ABB (NYSE: ABB), the leading power and automation technology
group, and Thomas & Betts Corporation (NYSE: TNB), a North
American leader in low voltage products, today announced that both
companies’ boards of directors have agreed to a transaction in
which ABB will acquire Thomas & Betts for $72 per share in cash
or approximately $3.9 billion.
The acquisition price represents a 24 percent premium to Thomas
& Betts’ closing stock price on Jan. 27, 2012 and a 35
percent premium to the volume weighted average stock price over the
past 60 trading days.
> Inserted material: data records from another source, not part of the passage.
//! The Guardian's periodic per-structure fan-out driver (component C8).
//!
//! [`TickScheduler`] owns the `Idle -> LoadConfig -> Heartbeat ->
//! ListStructures -> FanOut -> Join -> Sleep` state machine (§4.8);
//! [`run_structure_tick`] is the per-structure pipeline it fans each
//! guarded structure out to, in the exact step order §5 requires.

mod executor;
mod pipeline;
mod tick;

pub use executor::Executor;
pub use pipeline::run_structure_tick;
pub use tick::{TickOutcome, TickScheduler, SERVICE_NAME};
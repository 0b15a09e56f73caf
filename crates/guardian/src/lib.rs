//! The Guardian control loop: a policy engine with hysteresis for a
//! serverless-container resource-management framework.
//!
//! This crate is the daemon binary's library half: process-surface
//! concerns (environment-driven wiring, tracing init) that sit above the
//! component crates (`guardian-core`, `guardian-docstore`,
//! `guardian-metrics`, `guardian-state`, `guardian-events`,
//! `guardian-requests`, `guardian-scheduler`). Every decision the Guardian
//! makes -- the two-stage usage/event/request pipeline, the resource-state
//! invariant, the amount policies, the per-tick fan-out -- lives in those
//! crates; this one only assembles them into a runnable process (§6
//! "Process surface").

mod wiring;

pub use wiring::{env_config, init_tracing, EnvConfig, EnvConfigError};

use std::sync::Arc;

use guardian_docstore::HttpDocStore;
use guardian_metrics::HttpMetricsClient;
use guardian_scheduler::TickScheduler;

/// The concrete scheduler type the `guardian` binary runs: a live
/// CouchDB-like store, a live OpenTSDB-like metrics client, and the
/// current tokio runtime handle as the fan-out executor (§5: "a
/// thread-per-structure model or a bounded worker pool both satisfy the
/// contract" -- tokio's default multi-threaded scheduler is the bounded
/// worker pool this picks).
pub type LiveScheduler = TickScheduler<HttpDocStore, HttpMetricsClient, tokio::runtime::Handle>;

/// Builds the live scheduler from an [`EnvConfig`]. Exposed separately
/// from `main` so integration tests can construct the same wiring with a
/// mocked HTTP endpoint.
pub fn build_scheduler(config: &EnvConfig) -> LiveScheduler {
    let docs = Arc::new(HttpDocStore::new(config.docstore_url.clone()));
    let metrics = Arc::new(HttpMetricsClient::new(config.metrics_url.clone()));
    TickScheduler::new(docs, metrics, tokio::runtime::Handle::current())
}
The transaction is subject to approval by
Thomas & Betts shareholders as well as to customary regulatory
approvals, and is expected to close by the middle of 2012.
The complementary combination of Thomas & Betts’ electrical
components and ABB’s low-voltage protection, control and
measurement products would create a broader low voltage portfolio
that can be distributed through Thomas & Betts’ network of more
than 6,000 distributor locations and wholesalers in North America,
and through ABB’s well established distribution channels in Europe
and Asia. The combined product portfolio and enhanced distribution
network will enable ABB to double its addressable market in North
America to approximately $24 billion.
“Thomas & Betts is a well-run company with strong brands and
excellent distribution channels in the world’s largest low-voltage
products market,” said Joe Hogan, ABB’s CEO. “Because our products
are complementary, we’ll go to market with one of the broadest
offerings in the industry. That creates strong growth opportunities
for both ABB and Thomas & Betts, and gives customers and
distributors one-stop access to one of the widest ranges of low
voltage products.
“Strategically, it’s a great fit,” Hogan added. “This is another
big step toward our goal of expanding our presence in the key North
American market. The transaction clearly supports our 2015 growth
and profitability targets, and meets all of our
return-on-investment criteria for creating shareholder value.”
“This transaction delivers significant value to our shareholders
and will enable Thomas & Betts to accelerate our global growth
strategy,” said Thomas & Betts Chairman and CEO Dominic J.
Pileggi. “The combination will also enable us to provide our North
American customers and distributor network with a broader portfolio
of products and will provide long-term opportunities to our
employees. This is the right time for this transaction and I
believe strongly that ABB is the right partner for our business
going forward.”
Thomas & Betts, combined with ABB’s North American
low-voltage products business, will become a new global business
unit led out of Memphis, TN, under the leadership of Pileggi.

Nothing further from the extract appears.